A KIDNEY patient who endured two decades of pain chose to die by stopping her treatment.
Care worker Sandra Dewar, 36, could have lived for another 10 years if she continued with dialysis.
But Sandra, who had suffered the agony of a failed transplant and had
spent much of the last year in hospital, decided to put an end to her
And she decided not to tell her family and friends of her decision in advance in case they tried to talk her out of it.
Sandra, from Perth, passed away last Friday in hospital, two weeks after stopping the dialysis.

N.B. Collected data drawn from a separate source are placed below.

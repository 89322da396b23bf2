pub mod content;
pub mod handler;
pub mod method;
pub mod request;
pub mod response;
pub mod router;
pub mod server;
pub mod status;

pub use request::Request;
pub use response::Response;
pub use router::Router;
pub use server::Server;

/// Size of the single read performed per connection. A request larger than
/// this is truncated; the original daemon read exactly once into a 4096-byte
/// buffer and that capacity limit is kept.
pub const BUFFER_SIZE: usize = 4096;
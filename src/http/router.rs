use std::collections::HashMap;

use crate::http::handler::HandlerFunc;
use crate::http::method::Method;

/// Exact-match route table: one handler per (method, path) key.
///
/// The table is populated before the server starts and then moved into the
/// `Server`, which only hands out shared references — workers read it
/// concurrently without locking because nothing can mutate it afterwards.
#[derive(Default)]
pub struct Router {
    routes: HashMap<(Method, String), HandlerFunc>,
}

impl Router {
    pub fn new() -> Router {
        Router {
            routes: HashMap::new(),
        }
    }

    /// Registers a handler for an exact (method, path) key. Registering the
    /// same key again silently replaces the previous handler.
    pub fn register(&mut self, method: Method, path: &str, f: HandlerFunc) {
        self.routes.insert((method, path.to_string()), f);
    }

    /// Looks up the handler for a query-stripped path. A miss is not an
    /// error; the caller falls back to static resolution.
    pub fn lookup(&self, method: Method, path: &str) -> Option<&HandlerFunc> {
        self.routes.get(&(method, path.to_string()))
    }

    pub fn len(&self) -> usize {
        self.routes.len()
    }

    pub fn is_empty(&self) -> bool {
        self.routes.is_empty()
    }
}

#[cfg(test)]
mod tests {
    use super::*;
    use crate::http::handler::{Body, Headers, Payload};

    #[test]
    fn lookup_miss_is_none() {
        let router = Router::new();
        assert!(router.lookup(Method::GET, "/nope").is_none());
    }

    #[test]
    fn exact_match_only() {
        let mut router = Router::new();
        router.register(
            Method::GET,
            "/list",
            Box::new(|_: &Headers, _: &Body| Ok(Payload::Text("list".into()))),
        );

        assert!(router.lookup(Method::GET, "/list").is_some());
        assert!(router.lookup(Method::POST, "/list").is_none());
        assert!(router.lookup(Method::GET, "/list/").is_none());
    }

    #[test]
    fn re_registration_replaces_previous_handler() {
        let mut router = Router::new();
        router.register(
            Method::GET,
            "/version",
            Box::new(|_: &Headers, _: &Body| Ok(Payload::Text("v1".into()))),
        );
        router.register(
            Method::GET,
            "/version",
            Box::new(|_: &Headers, _: &Body| Ok(Payload::Text("v2".into()))),
        );

        assert_eq!(router.len(), 1);
        let f = router.lookup(Method::GET, "/version").unwrap();
        let out = f(&Headers::default(), &Body::Empty).unwrap();
        assert_eq!(out, Payload::Text("v2".into()));
    }
}
use std::path::PathBuf;

use clap::Parser;

/// CLI configuration for the demo tracker binary.
///
/// The binding address and port are the only values the engine itself needs
/// from the outside; everything else parameterizes the demo site. All flags
/// can also come from the environment.
#[derive(Debug, Clone, Parser)]
#[command(name = "weblet")]
#[command(about = "Minimal HTTP/1.1 server engine with a tracker/chat demo")]
#[command(version)]
pub struct Config {
    /// Host/IP to listen on
    #[arg(long, default_value = "127.0.0.1", env = "WEBLET_HOST")]
    pub host: String,

    /// Port to listen on
    #[arg(short, long, default_value = "8000", env = "WEBLET_PORT")]
    pub port: u16,

    /// Directory containing the www/, static/ and apps/ trees
    #[arg(long = "web-root", default_value = ".", env = "WEBLET_WEB_ROOT")]
    pub web_root: PathBuf,

    /// Number of connection worker threads
    #[arg(long, default_value = "10", env = "WEBLET_WORKERS")]
    pub workers: usize,

    /// Username accepted by the login gate
    #[arg(long, default_value = "admin", env = "WEBLET_USERNAME")]
    pub username: String,

    /// Password accepted by the login gate
    #[arg(long, default_value = "password", env = "WEBLET_PASSWORD")]
    pub password: String,
}

impl Config {
    pub fn addr(&self) -> String {
        format!("{}:{}", self.host, self.port)
    }
}
use std::collections::HashMap;

use serde_json::Value;

/// Parsed request headers, keyed by lower-cased header name.
pub type Headers = HashMap<String, String>;

/// Request body as seen by a handler: raw text, or the decoded form map when
/// the content is shaped like `key=value&key=value`.
#[derive(Debug, Clone, PartialEq)]
pub enum Body {
    Empty,
    Text(String),
    Form(HashMap<String, String>),
}

impl Body {
    pub fn as_text(&self) -> &str {
        match self {
            Body::Text(s) => s,
            _ => "",
        }
    }

    pub fn form(&self) -> Option<&HashMap<String, String>> {
        match self {
            Body::Form(map) => Some(map),
            _ => None,
        }
    }

    pub fn is_empty(&self) -> bool {
        matches!(self, Body::Empty)
    }
}

/// What a handler may hand back to the response builder. One tag per return
/// convention; the builder switches on the tag instead of inspecting the
/// value at runtime.
#[derive(Debug, Clone, PartialEq)]
pub enum Payload {
    /// Plain text, serialized as-is.
    Text(String),
    /// A structure to be JSON-encoded.
    Json(Value),
    /// An explicit (content-type, body) pair.
    Typed {
        content_type: String,
        body: Vec<u8>,
    },
    /// A fully pre-built HTTP response, written to the socket unmodified.
    /// Escape hatch for handlers that need full control over the wire bytes.
    Raw(Vec<u8>),
}

/// Application handler: invoked with the request's headers and body, possibly
/// from several worker threads at once. Any mutable state a handler touches
/// must carry its own locking.
pub type HandlerFunc = Box<dyn Fn(&Headers, &Body) -> anyhow::Result<Payload> + Send + Sync>;
use std::collections::HashMap;
use std::sync::{Arc, Mutex};

use anyhow::anyhow;
use clap::Parser;
use log::info;
use serde::Serialize;
use serde_json::json;

use weblet::config::Config;
use weblet::http::content::SiteConfig;
use weblet::http::handler::{Body, Headers, Payload};
use weblet::http::method::Method;
use weblet::http::{Router, Server};

/// A registered peer, as reported over /submit-info.
#[derive(Debug, Clone, Serialize)]
struct PeerInfo {
    ip: String,
    port: u16,
    username: String,
}

fn main() -> anyhow::Result<()> {
    env_logger::init();
    let config = Config::parse();

    // Shared tracker state. Handlers run concurrently from pool workers, so
    // every touch goes through the mutex — that locking is the handlers'
    // obligation, not the engine's.
    let peers: Arc<Mutex<HashMap<String, PeerInfo>>> = Arc::new(Mutex::new(HashMap::new()));

    let mut router = Router::new();

    // JSON credential check, the API twin of the cookie gate on /login.
    let (user, pass) = (config.username.clone(), config.password.clone());
    router.register(
        Method::POST,
        "/login_app",
        Box::new(move |_headers: &Headers, body: &Body| {
            let data: serde_json::Value =
                serde_json::from_str(body.as_text()).unwrap_or_default();
            let username = data["username"].as_str().unwrap_or("");
            let password = data["password"].as_str().unwrap_or("");
            let reply = if username == user && password == pass {
                json!({ "status": "success", "message": "Login successful", "username": username })
            } else {
                json!({ "status": "error", "message": "Invalid username or password" })
            };
            Ok(Payload::Json(reply))
        }),
    );

    // Peer registration: form-encoded name/ip/port into the shared table.
    let table = Arc::clone(&peers);
    router.register(
        Method::POST,
        "/submit-info",
        Box::new(move |_headers: &Headers, body: &Body| {
            let form = body
                .form()
                .ok_or_else(|| anyhow!("expected form-encoded peer info"))?;
            let name = form
                .get("name")
                .cloned()
                .ok_or_else(|| anyhow!("missing peer name"))?;
            let info = PeerInfo {
                ip: form.get("ip").cloned().unwrap_or_else(|| "127.0.0.1".to_string()),
                port: form.get("port").and_then(|p| p.parse().ok()).unwrap_or(0),
                username: name.clone(),
            };
            let mut table = table.lock().map_err(|_| anyhow!("peer table poisoned"))?;
            table.insert(name.clone(), info);
            Ok(Payload::Json(
                json!({ "status": "success", "peer": name, "count": table.len() }),
            ))
        }),
    );

    // Peer listing, also reachable as /get-list?channel=... from the web UI.
    let table = Arc::clone(&peers);
    router.register(
        Method::GET,
        "/get-list",
        Box::new(move |_headers: &Headers, _body: &Body| {
            let table = table.lock().map_err(|_| anyhow!("peer table poisoned"))?;
            Ok(Payload::Json(json!({ "status": "success", "peers": &*table })))
        }),
    );

    // Liveness probe; plain text rather than the default JSON content type.
    router.register(
        Method::GET,
        "/health",
        Box::new(|_headers: &Headers, _body: &Body| {
            Ok(Payload::Typed {
                content_type: "text/plain".to_string(),
                body: b"ok".to_vec(),
            })
        }),
    );

    let site = SiteConfig::new(config.web_root.clone(), &config.username, &config.password);
    let server = Server::bind(&config.addr(), router, site, config.workers)?;
    info!("tracker demo ready on http://{}", server.local_addr()?);
    server.run()
}
use std::io::{Read, Write};
use std::net::{SocketAddr, TcpListener, TcpStream};
use std::sync::Arc;
use std::time::Duration;

use anyhow::Context;
use log::{debug, error, info, warn};

use crate::concurrency::ThreadPool;
use crate::http::BUFFER_SIZE;
use crate::http::content::{self, SiteConfig};
use crate::http::method::Method;
use crate::http::request::Request;
use crate::http::response;
use crate::http::router::Router;

const IO_TIMEOUT: Duration = Duration::from_secs(5);

/// Accept loop plus per-connection lifecycle. The router and site config are
/// frozen at bind time; workers only ever read them.
pub struct Server {
    listener: TcpListener,
    router: Router,
    site: SiteConfig,
    pool: ThreadPool,
}

impl Server {
    pub fn bind(
        addr: &str,
        router: Router,
        site: SiteConfig,
        workers: usize,
    ) -> anyhow::Result<Server> {
        let listener =
            TcpListener::bind(addr).with_context(|| format!("can't bind address {addr}"))?;
        Ok(Server {
            listener,
            router,
            site,
            pool: ThreadPool::new(workers),
        })
    }

    pub fn local_addr(&self) -> anyhow::Result<SocketAddr> {
        self.listener.local_addr().context("no local address")
    }

    /// Runs the accept loop forever, handing each accepted connection to a
    /// pool worker. A failure on one connection never reaches another or the
    /// loop itself.
    pub fn run(self) -> anyhow::Result<()> {
        info!(
            "listening on {}",
            self.listener.local_addr().context("no local address")?
        );

        let server = Arc::new(self);
        for stream in server.listener.incoming() {
            match stream {
                Ok(stream) => {
                    let worker_server = Arc::clone(&server);
                    server
                        .pool
                        .execute(move || worker_server.handle_connection(stream));
                }
                Err(err) => warn!("accept failed: {err}"),
            }
        }
        Ok(())
    }

    fn handle_connection(&self, mut stream: TcpStream) {
        let peer = stream
            .peer_addr()
            .map(|a| a.to_string())
            .unwrap_or_else(|_| String::from("<unknown>"));
        debug!("accepted connection from {peer}");

        if let Err(err) = self.serve_one(&mut stream) {
            warn!("[{peer}] {err:#}");
        }
        // Dropping the stream here closes the connection on every path.
    }

    /// Read, parse, route, respond. Exactly one request per connection;
    /// `Connection: close` is always implied.
    fn serve_one(&self, stream: &mut TcpStream) -> anyhow::Result<()> {
        stream
            .set_read_timeout(Some(IO_TIMEOUT))
            .context("failed to set read timeout")?;
        stream
            .set_write_timeout(Some(IO_TIMEOUT))
            .context("failed to set write timeout")?;

        // One read into a fixed buffer; a request larger than BUFFER_SIZE is
        // truncated. Capacity limit kept from the original daemon.
        let mut buf = [0u8; BUFFER_SIZE];
        let n = stream.read(&mut buf).context("failed to receive request")?;
        let raw = String::from_utf8_lossy(&buf[..n]);

        if raw.trim().is_empty() {
            debug!("empty request, closing without a response");
            return Ok(());
        }

        let request = match Request::parse(&raw, &self.router) {
            Ok(request) => request,
            Err(err) => {
                warn!("invalid request: {err}");
                stream
                    .write_all(&response::bad_request())
                    .context("failed to send 400")?;
                return Ok(());
            }
        };

        info!("{} {}", request.method, request.path);

        // CORS preflight is answered before any routing.
        if request.method == Method::OPTIONS {
            stream
                .write_all(&response::preflight())
                .context("failed to send preflight")?;
            return Ok(());
        }

        let bytes = match request.hook {
            Some(hook) => match hook(&request.headers, request.handler_body().as_ref()) {
                Ok(payload) => response::build_dynamic(&request, payload),
                Err(err) => {
                    error!(
                        "handler for {} {} failed: {err:#}",
                        request.method, request.path
                    );
                    response::build_error(&request, &err.to_string())
                }
            },
            None => content::resolve(&self.site, &request),
        };

        stream
            .write_all(&bytes)
            .context("failed to send response")?;
        Ok(())
    }
}
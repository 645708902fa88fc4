//! Error taxonomy for the dispatch planner.
//!
//! Only structurally invalid input aborts a solve. Everything else
//! (missing coordinates, non-optimal engine outcomes, residual uncovered
//! demand) is absorbed into the fallback cascade and reported in the
//! result instead of raised.

use thiserror::Error;

use crate::model::{DriverId, GroupId};

#[derive(Debug, Clone, PartialEq, Eq, Error)]
pub enum SolveError {
    #[error("demand group {0} has zero required capacity")]
    InvalidGroupCapacity(GroupId),

    #[error("driver {0} has zero seat capacity")]
    InvalidDriverCapacity(DriverId),

    #[error("duplicate demand group id {0}")]
    DuplicateGroup(GroupId),

    #[error("duplicate driver id {0}")]
    DuplicateDriver(DriverId),
}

Yesterday, as her funeral was held at Perth Crematorium, her brother
William paid tribute to her courage and explained she could not face
more years of agony.
William, 31, said: “Sandra could have lived up to another 10 years on the dialysis but would have suffered a great deal.
“Obviously, we were very upset when we found out as we didn’t want to lose her.
“But we all respected her decision and knew we would not be able to change her mind.
“It helps to know she is now at peace and there will be no more needles or operations.
“She battled bravely for a long time and will never be forgotten.”
William described Sandra as a great daughter, sister and aunt who loved fashion, make-up and going out dancing with friends.
He said his parents Jeanette and James, stepfather Freddie and sister
Jeanett were still trying to come to terms with their loss.
Sandra was diagnosed with a life-threatening kidney disorder at 13. When she left Perth High, she began work at a care home.
She began dialysis at 19 and had to give up work as her health failed.
In 2008, she had a kidney transplant but her body rejected the new organ.
William added: “She nearly died a number of times after the
transplant and was gravely ill but she fought back. She endured so many
operations over the years and always kept positive.
“She loved life and was sociable and outgoing. When she was fitter,
she enjoyed nothing more than going out dancing with her many friends.
“We are a really close family and spent a lot of time together. She was a great daughter, sister and aunt.
“When I was younger, she was someone I looked up to and I have so much admiration for her.
“Even if she wasn’t my sister, I would admire the person she was and what she dealt with.
“She was extremely courageous. I would not have been able to last as long with that kind of illness.”
William, a father of one, has paid tribute to Sandra by having a tattoo of her name inscribed on his arm.